So that the copy matches the original, write out every entry exactly.

★ ★ ★ ★ ★

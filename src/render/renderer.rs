//! Highlight rendering
//!
//! Wraps the text covered by a range in tagged `<span>` containers. A range
//! spanning several text nodes yields one container per node, all carrying
//! the same highlight ID.

use crate::dom::{closest_block_ancestor, Document, NodeId, Range, TextWalker};

/// Configuration for rendered highlight containers
#[derive(Debug, Clone, PartialEq, Eq)]
pub struct HighlightConfig {
    /// Element used as the container
    pub tag: String,
    /// Class marking every highlight container
    pub class_name: String,
    /// Prefix of the block-type modifier class (`<prefix>-p`, `<prefix>-h2`, ...)
    pub modifier_prefix: String,
    /// Attribute carrying the highlight ID
    pub id_attribute: String,
}

impl Default for HighlightConfig {
    fn default() -> Self {
        Self {
            tag: "span".to_string(),
            class_name: "web-highlighter-highlight".to_string(),
            modifier_prefix: "highlight".to_string(),
            id_attribute: "data-highlight-id".to_string(),
        }
    }
}

/// A slice of one text node scheduled for wrapping
#[derive(Debug, Clone, Copy)]
struct Slice {
    node: NodeId,
    start: usize,
    end: usize,
}

/// Renders ranges into highlight containers
pub struct HighlightRenderer<'a> {
    config: &'a HighlightConfig,
}

impl<'a> HighlightRenderer<'a> {
    pub fn new(config: &'a HighlightConfig) -> Self {
        Self { config }
    }

    /// Wrap every intersecting text slice of `range`; returns the containers created
    pub fn render(&self, document: &mut Document, range: &Range, id: &str) -> Vec<NodeId> {
        if id.is_empty() || !range.is_valid(document) {
            tracing::warn!("Refusing to render invalid range for highlight {}", id);
            return Vec::new();
        }

        // Slices are computed up front: wrapping splits nodes and shifts child indices
        let slices = self.slices(document, range);
        slices
            .into_iter()
            .filter_map(|slice| self.wrap_slice(document, slice, id))
            .collect()
    }

    fn slices(&self, document: &Document, range: &Range) -> Vec<Slice> {
        let Some(common) = range.common_ancestor(document) else {
            return Vec::new();
        };

        let nodes: Vec<NodeId> = if document.is_text(common) {
            vec![common]
        } else {
            TextWalker::in_range(document, common, *range).collect()
        };

        nodes
            .into_iter()
            .filter_map(|node| {
                let len = document.text(node)?.len();
                let start = if node == range.start.node {
                    range.start.offset
                } else {
                    0
                };
                let end = if node == range.end.node {
                    range.end.offset
                } else {
                    len
                };
                (end > start).then_some(Slice { node, start, end })
            })
            .collect()
    }

    fn wrap_slice(&self, document: &mut Document, slice: Slice, id: &str) -> Option<NodeId> {
        let text = document.text(slice.node)?;
        let len = text.len();
        if slice.end > len || !text.is_char_boundary(slice.start) || !text.is_char_boundary(slice.end)
        {
            tracing::warn!("Slice {}..{} is not on character boundaries", slice.start, slice.end);
            return None;
        }

        let block_tag = closest_block_ancestor(document, slice.node)
            .and_then(|block| document.tag_name(block))
            .map(str::to_string);

        let mut target = slice.node;
        if slice.end < len {
            document.split_text(target, slice.end)?;
        }
        if slice.start > 0 {
            target = document.split_text(target, slice.start)?;
        }

        let parent = document.parent(target)?;
        let index = document.index_in_parent(target)?;
        let container = self.create_container(document, id, block_tag.as_deref());
        document.insert_at(parent, index, container);
        document.append_child(container, target);
        Some(container)
    }

    fn create_container(&self, document: &mut Document, id: &str, block_tag: Option<&str>) -> NodeId {
        let class = match block_tag {
            Some(tag) => format!(
                "{} {}-{}",
                self.config.class_name, self.config.modifier_prefix, tag
            ),
            None => self.config.class_name.clone(),
        };

        let container = document.create_element(&self.config.tag);
        if let Some(el) = document.element_mut(container) {
            el.set_attr("class", class);
            el.set_attr(&self.config.id_attribute, id);
        }
        container
    }
}

#[cfg(test)]
mod tests {
    use super::*;
    use crate::dom::Boundary;

    fn first_tag(doc: &Document, tag: &str) -> NodeId {
        doc.descendants(doc.root())
            .find(|&id| doc.tag_name(id) == Some(tag))
            .unwrap()
    }

    #[test]
    fn test_render_single_node() {
        let mut doc = Document::parse("<p>Hello world, this is a test.</p>");
        let p = first_tag(&doc, "p");
        let text = doc.first_child(p).unwrap();
        let config = HighlightConfig::default();

        let containers =
            HighlightRenderer::new(&config).render(&mut doc, &Range::within_text(text, 6, 11), "h1");

        assert_eq!(containers.len(), 1);
        assert_eq!(
            doc.inner_html(p),
            r#"Hello <span class="web-highlighter-highlight highlight-p" data-highlight-id="h1">world</span>, this is a test."#
        );
    }

    #[test]
    fn test_render_across_nodes() {
        let mut doc = Document::parse("<p>Hello <b>big</b> world</p>");
        let p = first_tag(&doc, "p");
        let first = doc.children(p)[0];
        let last = doc.children(p)[2];
        let range = Range::new(Boundary::new(first, 3), Boundary::new(last, 3));
        let config = HighlightConfig::default();

        let containers = HighlightRenderer::new(&config).render(&mut doc, &range, "h2");

        assert_eq!(containers.len(), 3);
        assert_eq!(doc.text_content(p), "Hello big world");
        assert_eq!(doc.elements_with_attr("data-highlight-id", "h2"), containers);
        let wrapped: Vec<_> = containers.iter().map(|&c| doc.text_content(c)).collect();
        assert_eq!(wrapped, vec!["lo ", "big", " wo"]);
    }

    #[test]
    fn test_zero_length_slice_is_skipped() {
        let mut doc = Document::parse("<p>one</p><p>two</p>");
        let body = doc.body().unwrap();
        let first = doc.first_child(doc.children(body)[0]).unwrap();
        let second = doc.first_child(doc.children(body)[1]).unwrap();
        let range = Range::new(Boundary::new(first, 3), Boundary::new(second, 2));
        let config = HighlightConfig::default();

        let containers = HighlightRenderer::new(&config).render(&mut doc, &range, "h3");

        assert_eq!(containers.len(), 1);
        assert_eq!(doc.text_content(containers[0]), "tw");
    }

    #[test]
    fn test_no_block_modifier_outside_blocks() {
        let mut doc = Document::parse("<span>loose text</span>");
        let span = first_tag(&doc, "span");
        let text = doc.first_child(span).unwrap();
        let config = HighlightConfig::default();

        let containers =
            HighlightRenderer::new(&config).render(&mut doc, &Range::within_text(text, 0, 5), "h4");
        let el = doc.element(containers[0]).unwrap();
        assert_eq!(el.attr("class"), Some("web-highlighter-highlight"));
    }
}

★ ★ ★ ★ ★

RESULT OF THE TASK:
filename src/render/renderer.rs
//! Highlight rendering
//!
//! Wraps the text covered by a range in tagged `<span>` containers. A range
//! spanning several text nodes yields one container per node, all carrying
//! the same highlight ID.

use crate::dom::{closest_block_ancestor, Document, NodeId, Range, TextWalker};

/// Configuration for rendered highlight containers
#[derive(Debug, Clone, PartialEq, Eq)]
pub struct HighlightConfig {
    /// Element used as the container
    pub tag: String,
    /// Class marking every highlight container
    pub class_name: String,
    /// Prefix of the block-type modifier class (`<prefix>-p`, `<prefix>-h2`, ...)
    pub modifier_prefix: String,
    /// Attribute carrying the highlight ID
    pub id_attribute: String,
}

impl Default for HighlightConfig {
    fn default() -> Self {
        Self {
            tag: "span".to_string(),
            class_name: "web-highlighter-highlight".to_string(),
            modifier_prefix: "highlight".to_string(),
            id_attribute: "data-highlight-id".to_string(),
        }
    }
}

/// A slice of one text node scheduled for wrapping
#[derive(Debug, Clone, Copy)]
struct Slice {
    node: NodeId,
    start: usize,
    end: usize,
}

/// Renders ranges into highlight containers
pub struct HighlightRenderer<'a> {
    config: &'a HighlightConfig,
}

impl<'a> HighlightRenderer<'a> {
    pub fn new(config: &'a HighlightConfig) -> Self {
        Self { config }
    }

    /// Wrap every intersecting text slice of `range`; returns the containers created
    pub fn render(&self, document: &mut Document, range: &Range, id: &str) -> Vec<NodeId> {
        if id.is_empty() || !range.is_valid(document) {
            tracing::warn!("Refusing to render invalid range for highlight {}", id);
            return Vec::new();
        }

        // Slices are computed up front: wrapping splits nodes and shifts child indices
        let slices = self.slices(document, range);
        slices
            .into_iter()
            .filter_map(|slice| self.wrap_slice(document, slice, id))
            .collect()
    }

    fn slices(&self, document: &Document, range: &Range) -> Vec<Slice> {
        let Some(common) = range.common_ancestor(document) else {
            return Vec::new();
        };

        let nodes: Vec<NodeId> = if document.is_text(common) {
            vec![common]
        } else {
            TextWalker::in_range(document, common, *range).collect()
        };

        nodes
            .into_iter()
            .filter_map(|node| {
                let len = document.text(node)?.len();
                let start = if node == range.start.node {
                    range.start.offset
                } else {
                    0
                };
                let end = if node == range.end.node {
                    range.end.offset
                } else {
                    len
                };
                (end > start).then_some(Slice { node, start, end })
            })
            .collect()
    }

    fn wrap_slice(&self, document: &mut Document, slice: Slice, id: &str) -> Option<NodeId> {
        let text = document.text(slice.node)?;
        let len = text.len();
        if slice.end > len || !text.is_char_boundary(slice.start) || !text.is_char_boundary(slice.end)
        {
            tracing::warn!("Slice {}..{} is not on character boundaries", slice.start, slice.end);
            return None;
        }

        let block_tag = closest_block_ancestor(document, slice.node)
            .and_then(|block| document.tag_name(block))
            .map(str::to_string);

        let mut target = slice.node;
        if slice.end < len {
            document.split_text(target, slice.end)?;
        }
        if slice.start > 0 {
            target = document.split_text(target, slice.start)?;
        }

        let parent = document.parent(target)?;
        let index = document.index_in_parent(target)?;
        let container = self.create_container(document, id, block_tag.as_deref());
        document.insert_at(parent, index, container);
        document.append_child(container, target);
        Some(container)
    }

    fn create_container(&self, document: &mut Document, id: &str, block_tag: Option<&str>) -> NodeId {
        let class = match block_tag {
            Some(tag) => format!(
                "{} {}-{}",
                self.config.class_name, self.config.modifier_prefix, tag
            ),
            None => self.config.class_name.clone(),
        };

        let container = document.create_element(&self.config.tag);
        if let Some(el) = document.element_mut(container) {
            el.set_attr("class", class);
            el.set_attr(&self.config.id_attribute, id);
        }
        container
    }
}

#[cfg(test)]
mod tests {
    use super::*;
    use crate::dom::Boundary;

    fn first_tag(doc: &Document, tag: &str) -> NodeId {
        doc.descendants(doc.root())
            .find(|&id| doc.tag_name(id) == Some(tag))
            .unwrap()
    }

    #[test]
    fn test_render_single_node() {
        let mut doc = Document::parse("<p>Hello world, this is a test.</p>");
        let p = first_tag(&doc, "p");
        let text = doc.first_child(p).unwrap();
        let config = HighlightConfig::default();

        let containers =
            HighlightRenderer::new(&config).render(&mut doc, &Range::within_text(text, 6, 11), "h1");

        assert_eq!(containers.len(), 1);
        assert_eq!(
            doc.inner_html(p),
            r#"Hello <span class="web-highlighter-highlight highlight-p" data-highlight-id="h1">world</span>, this is a test."#
        );
    }

    #[test]
    fn test_render_across_nodes() {
        let mut doc = Document::parse("<p>Hello <b>big</b> world</p>");
        let p = first_tag(&doc, "p");
        let first = doc.children(p)[0];
        let last = doc.children(p)[2];
        let range = Range::new(Boundary::new(first, 3), Boundary::new(last, 3));
        let config = HighlightConfig::default();

        let containers = HighlightRenderer::new(&config).render(&mut doc, &range, "h2");

        assert_eq!(containers.len(), 3);
        assert_eq!(doc.text_content(p), "Hello big world");
        assert_eq!(doc.elements_with_attr("data-highlight-id", "h2"), containers);
        let wrapped: Vec<_> = containers.iter().map(|&c| doc.text_content(c)).collect();
        assert_eq!(wrapped, vec!["lo ", "big", " wo"]);
    }

    #[test]
    fn test_zero_length_slice_is_skipped() {
        let mut doc = Document::parse("<p>one</p><p>two</p>");
        let body = doc.body().unwrap();
        let first = doc.first_child(doc.children(body)[0]).unwrap();
        let second = doc.first_child(doc.children(body)[1]).unwrap();
        let range = Range::new(Boundary::new(first, 3), Boundary::new(second, 2));
        let config = HighlightConfig::default();

        let containers = HighlightRenderer::new(&config).render(&mut doc, &range, "h3");

        assert_eq!(containers.len(), 1);
        assert_eq!(doc.text_content(containers[0]), "tw");
    }

    #[test]
    fn test_no_block_modifier_outside_blocks() {
        let mut doc = Document::parse("<span>loose text</span>");
        let span = first_tag(&doc, "span");
        let text = doc.first_child(span).unwrap();
        let config = HighlightConfig::default();

        let containers =
            HighlightRenderer::new(&config).render(&mut doc, &Range::within_text(text, 0, 5), "h4");
        let el = doc.element(containers[0]).unwrap();
        assert_eq!(el.attr("class"), Some("web-highlighter-highlight"));
    }
}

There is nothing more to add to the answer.